The investment bank highlighted VTEX’s established position as an eCommerce platform developer serving enterprises throughout Latin America, noting this positions the company to capture growth in the regional market. The company maintains impressive gross profit margins of 76% and a healthy current ratio of 3.3, according to InvestingPro data.
Goldman Sachs acknowledged that VTEX shares have declined approximately 28% year-to-date following below-consensus guidance updates, which has reduced visibility on fundamentals within what it described as a dynamic competitive environment.
The firm pointed to VTEX’s cost-cutting initiatives that have supported margins in recent years, expressing belief that continued focus in this area could drive further progress in free cash flow.
Goldman Sachs also cited VTEX’s "reasonable" valuation if its free cash flow forecasts are met, while noting the company maintains a net cash position equivalent to more than $1.10 per share.

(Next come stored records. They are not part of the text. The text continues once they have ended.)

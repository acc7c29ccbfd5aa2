//! Jailer command construction.
//!
//! [`JailerCommandBuilder`] is a value type: every `with_*` method returns
//! an updated copy, so a partially configured builder can be reused as a
//! template. [`JailerCommandBuilder::build`] produces a [`JailerProcess`],
//! a description of the process that has not been started yet.

use std::fs::OpenOptions;
use std::path::{Path, PathBuf};
use std::process::{ExitStatus, Stdio};

use tokio::process::{Child, ChildStderr, ChildStdin, ChildStdout, Command};
use tokio::sync::{oneshot, watch};
use tokio::task::JoinHandle;
use vmjail_common::constants::DEFAULT_JAILER_BIN;
use vmjail_common::error::{JailError, Result};
use vmjail_common::types::SeccompLevel;

/// Where one of the child's standard streams goes.
#[derive(Debug, Clone, PartialEq, Eq)]
pub enum Redirect {
    /// Share the parent's stream.
    Inherit,
    /// Connect to `/dev/null`.
    Null,
    /// Create a pipe, taken with [`RunningJailer::take_stdout`] and friends.
    Piped,
    /// Read from (stdin) or append to (stdout, stderr) a file.
    File(PathBuf),
}

impl Redirect {
    fn open(&self, for_input: bool) -> Result<Stdio> {
        Ok(match self {
            Self::Inherit => Stdio::inherit(),
            Self::Null => Stdio::null(),
            Self::Piped => Stdio::piped(),
            Self::File(path) => {
                let mut options = OpenOptions::new();
                if for_input {
                    let _ = options.read(true);
                } else {
                    let _ = options.create(true).append(true);
                }
                let file = options.open(path).map_err(|e| JailError::Io {
                    path: path.clone(),
                    source: e,
                })?;
                Stdio::from(file)
            }
        })
    }
}

/// Creates a linked cancellation handle and lifetime.
#[must_use]
pub fn process_lifetime() -> (LifetimeHandle, ProcessLifetime) {
    let (tx, rx) = watch::channel(false);
    (LifetimeHandle { tx }, ProcessLifetime { rx })
}

/// Cancels the [`ProcessLifetime`] it was created with.
#[derive(Debug)]
pub struct LifetimeHandle {
    tx: watch::Sender<bool>,
}

impl LifetimeHandle {
    /// Ends the lifetime. A running jailer bound to it is killed.
    pub fn cancel(&self) {
        let _ = self.tx.send_replace(true);
    }
}

/// Lifetime a jailer process is bound to.
///
/// Dropping the [`LifetimeHandle`] without cancelling leaves the lifetime
/// open for good.
#[derive(Debug, Clone)]
pub struct ProcessLifetime {
    rx: watch::Receiver<bool>,
}

impl ProcessLifetime {
    /// A lifetime that is never cancelled.
    #[must_use]
    pub fn unbounded() -> Self {
        process_lifetime().1
    }

    /// Returns whether the lifetime has been cancelled.
    #[must_use]
    pub fn is_cancelled(&self) -> bool {
        *self.rx.borrow()
    }

    /// Resolves once the lifetime is cancelled.
    pub async fn cancelled(&mut self) {
        if self.rx.wait_for(|cancelled| *cancelled).await.is_err() {
            std::future::pending::<()>().await;
        }
    }
}

/// Builds the command line of the jailer binary.
#[derive(Debug, Clone, Default)]
pub struct JailerCommandBuilder {
    bin: Option<PathBuf>,
    id: String,
    uid: u32,
    gid: u32,
    exec_file: PathBuf,
    node: u32,

    chroot_base_dir: Option<PathBuf>,
    netns: Option<PathBuf>,
    daemonize: bool,
    seccomp_level: SeccompLevel,

    stdin: Option<Redirect>,
    stdout: Option<Redirect>,
    stderr: Option<Redirect>,
}

fn flag(name: &str, value: impl ToString) -> [String; 2] {
    [name.to_string(), value.to_string()]
}

fn path_flag(name: &str, path: &Path) -> [String; 2] {
    [name.to_string(), path.to_string_lossy().into_owned()]
}

fn non_empty(path: Option<&PathBuf>) -> Option<&PathBuf> {
    path.filter(|p| !p.as_os_str().is_empty())
}

impl JailerCommandBuilder {
    /// Creates an empty builder.
    #[must_use]
    pub fn new() -> Self {
        Self::default()
    }

    /// Full argument vector in a fixed order: id, uid, gid, exec file,
    /// node, optional chroot base dir, optional netns, seccomp level, and
    /// the optional `--daemonize` switch.
    #[must_use]
    pub fn args(&self) -> Vec<String> {
        let mut args = Vec::with_capacity(17);
        args.extend(self.id());
        args.extend(self.uid());
        args.extend(self.gid());
        args.extend(self.exec_file());
        args.extend(self.numa_node());
        if let Some(pair) = self.chroot_base_dir() {
            args.extend(pair);
        }
        if let Some(pair) = self.netns() {
            args.extend(pair);
        }
        args.extend(self.seccomp_level());
        if self.daemonize {
            args.push("--daemonize".to_string());
        }
        args
    }

    /// Binary to execute; `jailer` unless overridden.
    #[must_use]
    pub fn bin(&self) -> PathBuf {
        self.bin
            .clone()
            .unwrap_or_else(|| PathBuf::from(DEFAULT_JAILER_BIN))
    }

    /// Overrides the jailer binary.
    #[must_use]
    pub fn with_bin(mut self, bin: impl Into<PathBuf>) -> Self {
        self.bin = Some(bin.into());
        self
    }

    /// `--id` flag.
    #[must_use]
    pub fn id(&self) -> [String; 2] {
        flag("--id", &self.id)
    }

    /// Sets the VM identifier.
    #[must_use]
    pub fn with_id(mut self, id: impl Into<String>) -> Self {
        self.id = id.into();
        self
    }

    /// `--uid` flag.
    #[must_use]
    pub fn uid(&self) -> [String; 2] {
        flag("--uid", self.uid)
    }

    /// Sets the UID the jailer switches to.
    #[must_use]
    pub const fn with_uid(mut self, uid: u32) -> Self {
        self.uid = uid;
        self
    }

    /// `--gid` flag.
    #[must_use]
    pub fn gid(&self) -> [String; 2] {
        flag("--gid", self.gid)
    }

    /// Sets the GID the jailer switches to.
    #[must_use]
    pub const fn with_gid(mut self, gid: u32) -> Self {
        self.gid = gid;
        self
    }

    /// `--exec-file` flag.
    #[must_use]
    pub fn exec_file(&self) -> [String; 2] {
        path_flag("--exec-file", &self.exec_file)
    }

    /// Sets the VMM binary the jailer execs.
    #[must_use]
    pub fn with_exec_file(mut self, path: impl Into<PathBuf>) -> Self {
        self.exec_file = path.into();
        self
    }

    /// `--node` flag.
    #[must_use]
    pub fn numa_node(&self) -> [String; 2] {
        flag("--node", self.node)
    }

    /// Sets the NUMA node the process is assigned to.
    #[must_use]
    pub const fn with_numa_node(mut self, node: u32) -> Self {
        self.node = node;
        self
    }

    /// `--chroot-base-dir` flag, if a non-empty directory is set.
    #[must_use]
    pub fn chroot_base_dir(&self) -> Option<[String; 2]> {
        non_empty(self.chroot_base_dir.as_ref()).map(|p| path_flag("--chroot-base-dir", p))
    }

    /// Sets where chroot jails are built.
    #[must_use]
    pub fn with_chroot_base_dir(mut self, path: impl Into<PathBuf>) -> Self {
        self.chroot_base_dir = Some(path.into());
        self
    }

    /// `--netns` flag, if a non-empty path is set.
    #[must_use]
    pub fn netns(&self) -> Option<[String; 2]> {
        non_empty(self.netns.as_ref()).map(|p| path_flag("--netns", p))
    }

    /// Sets the network namespace handle to join.
    #[must_use]
    pub fn with_netns(mut self, path: impl Into<PathBuf>) -> Self {
        self.netns = Some(path.into());
        self
    }

    /// Sets whether the jailer daemonizes.
    #[must_use]
    pub const fn with_daemonize(mut self, daemonize: bool) -> Self {
        self.daemonize = daemonize;
        self
    }

    /// `--seccomp-level` flag.
    #[must_use]
    pub fn seccomp_level(&self) -> [String; 2] {
        flag("--seccomp-level", self.seccomp_level)
    }

    /// Sets the syscall filtering level.
    #[must_use]
    pub const fn with_seccomp_level(mut self, level: SeccompLevel) -> Self {
        self.seccomp_level = level;
        self
    }

    /// Configured stdin redirect.
    #[must_use]
    pub const fn stdin(&self) -> Option<&Redirect> {
        self.stdin.as_ref()
    }

    /// Redirects the child's stdin.
    #[must_use]
    pub fn with_stdin(mut self, stdin: Redirect) -> Self {
        self.stdin = Some(stdin);
        self
    }

    /// Configured stdout redirect.
    #[must_use]
    pub const fn stdout(&self) -> Option<&Redirect> {
        self.stdout.as_ref()
    }

    /// Redirects the child's stdout.
    #[must_use]
    pub fn with_stdout(mut self, stdout: Redirect) -> Self {
        self.stdout = Some(stdout);
        self
    }

    /// Configured stderr redirect.
    #[must_use]
    pub const fn stderr(&self) -> Option<&Redirect> {
        self.stderr.as_ref()
    }

    /// Redirects the child's stderr.
    #[must_use]
    pub fn with_stderr(mut self, stderr: Redirect) -> Self {
        self.stderr = Some(stderr);
        self
    }

    /// Describes the jailer process bound to `lifetime`. Nothing is
    /// opened or started here.
    #[must_use]
    pub fn build(&self, lifetime: ProcessLifetime) -> JailerProcess {
        let process = JailerProcess {
            bin: self.bin(),
            args: self.args(),
            stdin: self.stdin.clone(),
            stdout: self.stdout.clone(),
            stderr: self.stderr.clone(),
            lifetime,
        };
        tracing::debug!(bin = %process.bin.display(), args = ?process.args, "jailer command built");
        process
    }
}

/// A jailer process that has not been started.
#[derive(Debug, Clone)]
pub struct JailerProcess {
    bin: PathBuf,
    args: Vec<String>,
    stdin: Option<Redirect>,
    stdout: Option<Redirect>,
    stderr: Option<Redirect>,
    lifetime: ProcessLifetime,
}

impl JailerProcess {
    /// Binary that will be executed.
    #[must_use]
    pub fn program(&self) -> &Path {
        &self.bin
    }

    /// Arguments passed to the binary.
    #[must_use]
    pub fn args(&self) -> &[String] {
        &self.args
    }

    /// Stdin redirect, if one was set.
    #[must_use]
    pub const fn stdin(&self) -> Option<&Redirect> {
        self.stdin.as_ref()
    }

    /// Stdout redirect, if one was set.
    #[must_use]
    pub const fn stdout(&self) -> Option<&Redirect> {
        self.stdout.as_ref()
    }

    /// Stderr redirect, if one was set.
    #[must_use]
    pub const fn stderr(&self) -> Option<&Redirect> {
        self.stderr.as_ref()
    }

    /// Lifetime the process is bound to.
    #[must_use]
    pub const fn lifetime(&self) -> &ProcessLifetime {
        &self.lifetime
    }

    /// Renders the command line for logs and dry runs.
    #[must_use]
    pub fn command_line(&self) -> String {
        std::iter::once(self.bin.to_string_lossy().into_owned())
            .chain(self.args.iter().cloned())
            .collect::<Vec<_>>()
            .join(" ")
    }

    /// Starts the process. Must be called inside a Tokio runtime.
    ///
    /// The child is handed to a supervisor task that kills it as soon as
    /// the lifetime is cancelled, whether or not anyone waits on it.
    /// Streams without a redirect keep Tokio's defaults.
    ///
    /// # Errors
    ///
    /// Returns an error if the lifetime is already cancelled, a redirect
    /// file cannot be opened, or the binary cannot be executed.
    pub fn spawn(self) -> Result<RunningJailer> {
        if self.lifetime.is_cancelled() {
            return Err(JailError::Cancelled { bin: self.bin });
        }

        let mut command = Command::new(&self.bin);
        let _ = command.args(&self.args).kill_on_drop(true);
        if let Some(stdin) = &self.stdin {
            let _ = command.stdin(stdin.open(true)?);
        }
        if let Some(stdout) = &self.stdout {
            let _ = command.stdout(stdout.open(false)?);
        }
        if let Some(stderr) = &self.stderr {
            let _ = command.stderr(stderr.open(false)?);
        }

        let mut child = command.spawn().map_err(|e| JailError::Io {
            path: self.bin.clone(),
            source: e,
        })?;
        let pid = child.id();
        tracing::info!(pid, cmd = %self.command_line(), "jailer started");

        let (kill_tx, kill_rx) = oneshot::channel();
        Ok(RunningJailer {
            pid,
            stdin: child.stdin.take(),
            stdout: child.stdout.take(),
            stderr: child.stderr.take(),
            kill: Some(kill_tx),
            supervisor: Some(tokio::spawn(supervise(child, self.lifetime, kill_rx))),
            status: None,
        })
    }
}

/// Owns the child until it exits, killing it when the lifetime is
/// cancelled or the [`RunningJailer`] asks for it (or is dropped).
async fn supervise(
    mut child: Child,
    mut lifetime: ProcessLifetime,
    kill: oneshot::Receiver<()>,
) -> Result<ExitStatus> {
    let pid = child.id();
    tokio::select! {
        status = child.wait() => return status.map_err(|source| JailError::Process { pid, source }),
        () = lifetime.cancelled() => tracing::info!(pid, "lifetime cancelled, killing jailer"),
        _ = kill => tracing::info!(pid, "kill requested, killing jailer"),
    }

    child
        .kill()
        .await
        .map_err(|source| JailError::Process { pid, source })?;
    child
        .wait()
        .await
        .map_err(|source| JailError::Process { pid, source })
}

/// A started jailer process.
///
/// Dropping it kills the process.
#[derive(Debug)]
pub struct RunningJailer {
    pid: Option<u32>,
    stdin: Option<ChildStdin>,
    stdout: Option<ChildStdout>,
    stderr: Option<ChildStderr>,
    kill: Option<oneshot::Sender<()>>,
    supervisor: Option<JoinHandle<Result<ExitStatus>>>,
    status: Option<ExitStatus>,
}

impl RunningJailer {
    /// Pid the process was started with.
    #[must_use]
    pub const fn pid(&self) -> Option<u32> {
        self.pid
    }

    /// Takes the write end of a piped stdin.
    pub const fn take_stdin(&mut self) -> Option<ChildStdin> {
        self.stdin.take()
    }

    /// Takes the read end of a piped stdout.
    pub const fn take_stdout(&mut self) -> Option<ChildStdout> {
        self.stdout.take()
    }

    /// Takes the read end of a piped stderr.
    pub const fn take_stderr(&mut self) -> Option<ChildStderr> {
        self.stderr.take()
    }

    /// Waits for the process to exit, including exits caused by a
    /// cancelled lifetime. Later calls return the same status.
    ///
    /// # Errors
    ///
    /// Returns an error if waiting on or killing the process failed, or
    /// if an earlier call already reported that failure.
    pub async fn wait(&mut self) -> Result<ExitStatus> {
        if let Some(status) = self.status {
            return Ok(status);
        }
        let Some(supervisor) = self.supervisor.as_mut() else {
            return Err(JailError::Process {
                pid: self.pid,
                source: std::io::Error::other("exit status was already lost"),
            });
        };
        let joined = supervisor.await;
        self.supervisor = None;

        let status = joined.map_err(|e| JailError::Process {
            pid: self.pid,
            source: std::io::Error::other(e),
        })??;
        self.status = Some(status);
        Ok(status)
    }

    /// Kills the process and returns its exit status.
    ///
    /// # Errors
    ///
    /// Returns an error if the process could not be killed or reaped.
    pub async fn kill(&mut self) -> Result<ExitStatus> {
        if let Some(kill) = self.kill.take() {
            let _ = kill.send(());
        }
        self.wait().await
    }
}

In other recent news, VTEX has released its Q2 2025 earnings report, showing mixed performance. The company reported earnings per share of $0.02, aligning with analyst forecasts, but revenue came in at $58.8 million, falling short of the projected $60.08 million. Despite this revenue miss, UBS has reiterated its Buy rating for VTEX, maintaining a price target of $8.00, expecting growth in subscription revenue to reach $58 million, an 8% increase year-over-year in USD terms. Jefferies also upgraded VTEX from Hold to Buy, adjusting the price target to $6.50 from $7.30, despite concerns about growth following the recent results. These developments reflect a cautious yet optimistic outlook from analysts regarding VTEX’s future performance.